League of LLMs: A Benchmark-Free Paradigm for Mutual Evaluation of Large Language Models
Summary: arXiv:2507.22359v4 Announce Type: replace
Abstract: Although large language models (LLMs) have shown exceptional capabilities across a wide range of tasks, reliable evaluation remains a critical challenge due to data contamination, opaque operation, and subjective preferences. To address these issues, we propose League of LLMs (LOL), a novel benchmark-free evaluation paradigm that organizes multiple LLMs into a self-governed league for multi-round mutual evaluation.
Introduction
The rapid advancement of large language models (LLMs) has transformed various sectors, from customer service to content creation. However, evaluating these models accurately has proven to be a daunting task. Traditional evaluation methods often suffer from data contamination and subjective biases, leading to inconsistent results. Recognizing the need for a more reliable framework, researchers have introduced the League of LLMs (LOL) as a potential solution.
Core Features of the League of LLMs
LOL is built upon four essential criteria aimed at enhancing the evaluation process:
- Dynamic: The league format allows for continuous updates and adjustments based on model performance.
- Transparent: All evaluation processes are made clear and accessible, reducing uncertainties in results.
- Objective: By utilizing a self-governing system, LOL minimizes subjective biases that can skew results.
- Professional: The evaluation incorporates expert insights to refine the assessment of LLM capabilities.
Experimental Findings
In extensive experiments involving eight mainstream LLMs focused on mathematics and programming tasks, LOL demonstrated its effectiveness in distinguishing model capabilities. Notably, the internal ranking stability achieved a Top-k consistency of 70.7%. This high degree of consistency is crucial for ensuring that evaluations are reliable and repeatable.
Insights Beyond Traditional Paradigms
Beyond merely ranking models, LOL has revealed empirical findings that traditional paradigms often overlook. For instance, researchers observed “memorization-based answering” behaviors in certain models, indicating a reliance on previously encountered data rather than true understanding.
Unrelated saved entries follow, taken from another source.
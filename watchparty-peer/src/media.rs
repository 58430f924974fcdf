use async_trait::async_trait;
use std::fmt;
use std::sync::Arc;
use webrtc::api::media_engine::{MIME_TYPE_OPUS, MIME_TYPE_VP8};
use webrtc::rtp_transceiver::rtp_codec::{RTCRtpCodecCapability, RTPCodecType};
use webrtc::track::track_local::track_local_static_sample::TrackLocalStaticSample;

#[derive(Debug, Clone, Copy, PartialEq, Eq, Hash)]
pub enum TrackKind {
    Audio,
    Video,
}

impl TrackKind {
    pub(crate) fn codec_type(self) -> RTPCodecType {
        match self {
            TrackKind::Audio => RTPCodecType::Audio,
            TrackKind::Video => RTPCodecType::Video,
        }
    }

    pub(crate) fn from_codec_type(kind: RTPCodecType) -> Option<Self> {
        match kind {
            RTPCodecType::Audio => Some(TrackKind::Audio),
            RTPCodecType::Video => Some(TrackKind::Video),
            _ => None,
        }
    }
}

impl fmt::Display for TrackKind {
    fn fmt(&self, f: &mut fmt::Formatter<'_>) -> fmt::Result {
        match self {
            TrackKind::Audio => write!(f, "audio"),
            TrackKind::Video => write!(f, "video"),
        }
    }
}

/// One locally captured track, shared by every peer connection it is attached to.
///
/// The capture side writes encoded samples into [`LocalTrack::sink`]; the
/// session only decides which connections carry it.
#[derive(Clone)]
pub struct LocalTrack {
    pub id: String,
    pub kind: TrackKind,
    pub stream_id: String,
    sink: Arc<TrackLocalStaticSample>,
}

impl LocalTrack {
    pub fn new(kind: TrackKind, id: impl Into<String>, stream_id: impl Into<String>) -> Self {
        let id = id.into();
        let stream_id = stream_id.into();
        let mime_type = match kind {
            TrackKind::Audio => MIME_TYPE_OPUS,
            TrackKind::Video => MIME_TYPE_VP8,
        };
        let sink = Arc::new(TrackLocalStaticSample::new(
            RTCRtpCodecCapability {
                mime_type: mime_type.to_owned(),
                ..Default::default()
            },
            id.clone(),
            stream_id.clone(),
        ));

        Self {
            id,
            kind,
            stream_id,
            sink,
        }
    }

    pub fn audio(id: impl Into<String>, stream_id: impl Into<String>) -> Self {
        Self::new(TrackKind::Audio, id, stream_id)
    }

    pub fn video(id: impl Into<String>, stream_id: impl Into<String>) -> Self {
        Self::new(TrackKind::Video, id, stream_id)
    }

    pub fn sink(&self) -> Arc<TrackLocalStaticSample> {
        self.sink.clone()
    }
}

impl fmt::Debug for LocalTrack {
    fn fmt(&self, f: &mut fmt::Formatter<'_>) -> fmt::Result {
        f.debug_struct("LocalTrack")
            .field("id", &self.id)
            .field("kind", &self.kind)
            .field("stream_id", &self.stream_id)
            .finish()
    }
}

/// Owner of the capture devices that write into [`LocalTrack`] sinks.
#[async_trait]
pub trait LocalCapture: Send + Sync {
    /// Release every capture device. Called once when the session ends,
    /// whether or not capture is currently running.
    async fn stop(&self);
}

/// What the session currently shares with every peer.
#[derive(Debug, Clone, Default)]
pub(crate) struct LocalMedia {
    pub tracks: Vec<LocalTrack>,
    pub audio_muted: bool,
}

impl LocalMedia {
    pub fn is_active(&self) -> bool {
        !self.tracks.is_empty()
    }

    pub fn stop(&mut self) {
        self.tracks.clear();
        self.audio_muted = false;
    }
}
mod directory_handler;
mod ws_handler;

pub use directory_handler::*;
pub use ws_handler::*;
Additionally, the evaluation indicated that higher in-family scores were present in the OpenAI model family, with a notable difference of 9 points (p < 0.05), showcasing the importance of family-specific training and architecture.
Availability and Future Directions
Recognizing the significance of this framework, the authors have made the LOL system and its code publicly available. This move is aimed at enriching the current LLM evaluation ecosystem and encouraging further research in this domain. By providing open access to the framework, the authors hope to foster collaboration and innovation in the evaluation of large language models.
Conclusion
The League of LLMs represents a significant step forward in the quest for reliable and objective evaluation of large language models. By creating a benchmark-free, self-governed league for mutual evaluation, LOL addresses many of the limitations inherent in traditional methods. As the field of artificial intelligence continues to evolve, frameworks like LOL will be crucial for ensuring that advancements in LLM technology can be effectively and fairly assessed.